### Material shown
┌──
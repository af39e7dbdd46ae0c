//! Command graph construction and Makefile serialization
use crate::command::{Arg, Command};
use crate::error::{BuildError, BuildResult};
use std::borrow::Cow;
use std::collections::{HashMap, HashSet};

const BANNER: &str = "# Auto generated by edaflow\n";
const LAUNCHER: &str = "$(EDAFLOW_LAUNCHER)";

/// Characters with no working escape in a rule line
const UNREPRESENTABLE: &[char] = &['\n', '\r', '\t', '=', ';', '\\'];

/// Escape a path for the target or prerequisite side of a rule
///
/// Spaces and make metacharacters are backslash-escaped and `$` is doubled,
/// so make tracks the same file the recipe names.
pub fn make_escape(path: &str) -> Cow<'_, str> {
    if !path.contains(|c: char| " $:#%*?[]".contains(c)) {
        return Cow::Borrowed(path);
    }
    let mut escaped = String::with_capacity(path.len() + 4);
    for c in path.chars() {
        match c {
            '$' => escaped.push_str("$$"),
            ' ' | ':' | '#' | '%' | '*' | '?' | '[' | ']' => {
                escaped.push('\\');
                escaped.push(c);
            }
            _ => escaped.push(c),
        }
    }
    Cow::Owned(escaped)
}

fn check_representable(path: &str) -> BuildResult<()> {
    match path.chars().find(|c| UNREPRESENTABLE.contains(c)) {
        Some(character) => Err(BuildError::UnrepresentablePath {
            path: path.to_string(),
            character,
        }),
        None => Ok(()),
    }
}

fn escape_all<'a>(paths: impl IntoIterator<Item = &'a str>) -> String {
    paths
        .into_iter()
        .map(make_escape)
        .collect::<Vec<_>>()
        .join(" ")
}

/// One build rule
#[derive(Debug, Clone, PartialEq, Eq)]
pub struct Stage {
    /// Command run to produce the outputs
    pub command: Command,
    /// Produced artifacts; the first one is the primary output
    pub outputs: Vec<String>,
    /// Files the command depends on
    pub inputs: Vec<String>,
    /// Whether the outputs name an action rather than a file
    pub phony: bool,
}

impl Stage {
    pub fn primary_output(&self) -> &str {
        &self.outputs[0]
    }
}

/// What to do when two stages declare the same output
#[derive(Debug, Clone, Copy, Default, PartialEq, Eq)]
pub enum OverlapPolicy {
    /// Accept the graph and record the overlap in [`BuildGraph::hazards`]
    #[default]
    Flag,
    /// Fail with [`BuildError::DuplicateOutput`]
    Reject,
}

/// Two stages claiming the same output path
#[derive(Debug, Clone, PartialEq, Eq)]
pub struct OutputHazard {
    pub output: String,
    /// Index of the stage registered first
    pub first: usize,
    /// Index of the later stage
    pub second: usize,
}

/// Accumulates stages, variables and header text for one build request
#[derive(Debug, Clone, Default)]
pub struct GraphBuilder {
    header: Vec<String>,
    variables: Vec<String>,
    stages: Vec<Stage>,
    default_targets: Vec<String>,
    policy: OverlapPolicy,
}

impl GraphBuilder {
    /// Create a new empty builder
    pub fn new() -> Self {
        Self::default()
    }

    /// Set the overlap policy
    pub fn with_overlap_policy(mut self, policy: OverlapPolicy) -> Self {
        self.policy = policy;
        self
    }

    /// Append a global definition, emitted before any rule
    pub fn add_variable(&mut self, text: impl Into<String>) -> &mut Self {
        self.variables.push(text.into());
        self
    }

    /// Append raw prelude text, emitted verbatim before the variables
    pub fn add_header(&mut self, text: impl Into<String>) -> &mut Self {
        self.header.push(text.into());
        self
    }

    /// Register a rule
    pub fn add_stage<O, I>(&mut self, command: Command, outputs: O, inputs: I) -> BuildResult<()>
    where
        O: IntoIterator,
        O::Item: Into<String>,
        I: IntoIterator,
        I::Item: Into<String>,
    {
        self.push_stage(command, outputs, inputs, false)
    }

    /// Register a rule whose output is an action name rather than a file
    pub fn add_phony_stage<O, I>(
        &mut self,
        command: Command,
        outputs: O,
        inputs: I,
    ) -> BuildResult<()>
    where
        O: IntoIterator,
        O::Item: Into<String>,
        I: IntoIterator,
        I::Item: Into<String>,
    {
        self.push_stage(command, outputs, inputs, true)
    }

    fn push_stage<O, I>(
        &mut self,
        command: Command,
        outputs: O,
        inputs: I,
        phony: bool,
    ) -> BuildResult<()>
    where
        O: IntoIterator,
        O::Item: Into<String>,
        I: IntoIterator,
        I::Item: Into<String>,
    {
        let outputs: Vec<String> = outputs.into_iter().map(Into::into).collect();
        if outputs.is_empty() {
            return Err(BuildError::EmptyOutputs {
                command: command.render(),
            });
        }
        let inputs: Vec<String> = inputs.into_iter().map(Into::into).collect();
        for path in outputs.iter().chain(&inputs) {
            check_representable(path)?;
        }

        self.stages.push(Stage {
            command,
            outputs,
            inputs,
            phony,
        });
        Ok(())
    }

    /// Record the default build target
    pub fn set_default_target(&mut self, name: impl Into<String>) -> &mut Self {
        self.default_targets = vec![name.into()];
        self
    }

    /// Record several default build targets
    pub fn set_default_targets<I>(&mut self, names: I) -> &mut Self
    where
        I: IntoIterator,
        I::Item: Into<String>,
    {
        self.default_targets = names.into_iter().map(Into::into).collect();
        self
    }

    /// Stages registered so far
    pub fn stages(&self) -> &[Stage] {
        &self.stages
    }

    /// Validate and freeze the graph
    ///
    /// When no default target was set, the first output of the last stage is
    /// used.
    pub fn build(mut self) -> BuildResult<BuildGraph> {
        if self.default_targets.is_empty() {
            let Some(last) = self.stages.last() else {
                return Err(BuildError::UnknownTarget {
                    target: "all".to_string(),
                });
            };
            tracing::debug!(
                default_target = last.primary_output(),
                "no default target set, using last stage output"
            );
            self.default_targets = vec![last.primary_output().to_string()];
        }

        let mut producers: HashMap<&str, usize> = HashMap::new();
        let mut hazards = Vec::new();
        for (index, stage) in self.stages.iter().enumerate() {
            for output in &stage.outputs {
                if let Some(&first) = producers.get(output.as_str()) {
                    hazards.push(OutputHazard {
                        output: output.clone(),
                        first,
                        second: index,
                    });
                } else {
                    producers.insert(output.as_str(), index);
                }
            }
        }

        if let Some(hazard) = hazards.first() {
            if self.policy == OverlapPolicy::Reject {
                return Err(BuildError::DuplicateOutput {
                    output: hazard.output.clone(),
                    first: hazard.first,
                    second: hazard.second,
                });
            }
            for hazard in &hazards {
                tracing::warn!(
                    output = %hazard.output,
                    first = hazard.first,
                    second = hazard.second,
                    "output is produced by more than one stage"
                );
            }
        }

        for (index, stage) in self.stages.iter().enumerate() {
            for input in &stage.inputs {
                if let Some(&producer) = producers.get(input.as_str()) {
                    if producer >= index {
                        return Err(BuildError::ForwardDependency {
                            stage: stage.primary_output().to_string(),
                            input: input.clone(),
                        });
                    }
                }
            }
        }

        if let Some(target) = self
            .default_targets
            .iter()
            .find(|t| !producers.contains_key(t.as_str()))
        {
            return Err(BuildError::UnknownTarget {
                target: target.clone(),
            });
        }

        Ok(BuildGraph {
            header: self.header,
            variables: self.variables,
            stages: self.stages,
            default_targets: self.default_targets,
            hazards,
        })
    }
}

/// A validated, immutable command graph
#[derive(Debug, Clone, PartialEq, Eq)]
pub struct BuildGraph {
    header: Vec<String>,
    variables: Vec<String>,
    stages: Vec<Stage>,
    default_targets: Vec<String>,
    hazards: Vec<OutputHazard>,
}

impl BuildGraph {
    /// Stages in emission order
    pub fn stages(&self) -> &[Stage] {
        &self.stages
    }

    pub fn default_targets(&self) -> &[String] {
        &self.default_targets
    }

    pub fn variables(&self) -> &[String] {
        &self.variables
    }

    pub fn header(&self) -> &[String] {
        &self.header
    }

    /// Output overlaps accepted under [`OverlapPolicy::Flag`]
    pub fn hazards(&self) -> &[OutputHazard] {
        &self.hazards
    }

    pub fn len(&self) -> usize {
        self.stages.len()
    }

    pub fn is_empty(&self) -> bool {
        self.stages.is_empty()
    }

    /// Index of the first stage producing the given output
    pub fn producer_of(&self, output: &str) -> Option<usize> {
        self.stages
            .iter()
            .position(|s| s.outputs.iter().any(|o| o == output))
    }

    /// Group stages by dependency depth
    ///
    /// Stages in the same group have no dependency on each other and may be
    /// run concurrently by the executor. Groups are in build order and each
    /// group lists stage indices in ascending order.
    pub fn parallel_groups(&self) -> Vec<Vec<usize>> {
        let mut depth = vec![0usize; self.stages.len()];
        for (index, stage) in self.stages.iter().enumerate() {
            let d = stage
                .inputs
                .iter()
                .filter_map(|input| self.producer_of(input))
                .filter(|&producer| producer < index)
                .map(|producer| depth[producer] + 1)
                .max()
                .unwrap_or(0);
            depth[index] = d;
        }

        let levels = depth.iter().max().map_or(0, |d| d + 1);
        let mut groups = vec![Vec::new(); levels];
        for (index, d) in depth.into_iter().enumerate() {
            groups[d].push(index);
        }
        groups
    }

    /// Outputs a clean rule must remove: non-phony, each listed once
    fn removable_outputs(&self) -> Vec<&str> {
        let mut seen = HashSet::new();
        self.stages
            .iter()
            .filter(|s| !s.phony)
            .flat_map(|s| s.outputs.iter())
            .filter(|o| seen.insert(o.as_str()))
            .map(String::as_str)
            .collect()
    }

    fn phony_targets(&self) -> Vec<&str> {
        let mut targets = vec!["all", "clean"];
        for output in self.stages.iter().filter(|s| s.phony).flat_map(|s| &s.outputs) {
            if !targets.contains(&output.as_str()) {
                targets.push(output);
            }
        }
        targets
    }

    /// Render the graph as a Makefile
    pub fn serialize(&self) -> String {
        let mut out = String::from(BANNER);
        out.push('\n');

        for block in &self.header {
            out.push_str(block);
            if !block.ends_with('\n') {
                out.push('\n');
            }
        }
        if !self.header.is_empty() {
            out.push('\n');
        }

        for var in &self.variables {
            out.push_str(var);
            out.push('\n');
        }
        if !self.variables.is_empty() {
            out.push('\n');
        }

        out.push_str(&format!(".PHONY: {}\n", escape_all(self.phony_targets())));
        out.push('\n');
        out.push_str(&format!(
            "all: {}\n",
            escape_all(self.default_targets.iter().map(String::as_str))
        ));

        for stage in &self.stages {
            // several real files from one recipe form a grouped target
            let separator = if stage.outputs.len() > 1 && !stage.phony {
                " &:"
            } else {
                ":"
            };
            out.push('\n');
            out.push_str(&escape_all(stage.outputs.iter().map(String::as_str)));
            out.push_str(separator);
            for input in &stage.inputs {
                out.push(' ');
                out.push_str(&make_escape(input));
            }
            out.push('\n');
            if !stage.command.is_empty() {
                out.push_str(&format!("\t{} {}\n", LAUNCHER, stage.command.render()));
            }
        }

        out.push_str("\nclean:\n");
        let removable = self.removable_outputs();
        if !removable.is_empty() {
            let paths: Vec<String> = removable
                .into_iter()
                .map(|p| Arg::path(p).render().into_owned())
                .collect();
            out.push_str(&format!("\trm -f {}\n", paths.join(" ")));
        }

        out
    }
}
└──
Some lines in the data above hold the string "registered". Find and copy each of them.

### Answer space
    /// Index of the stage registered first
    /// Stages registered so far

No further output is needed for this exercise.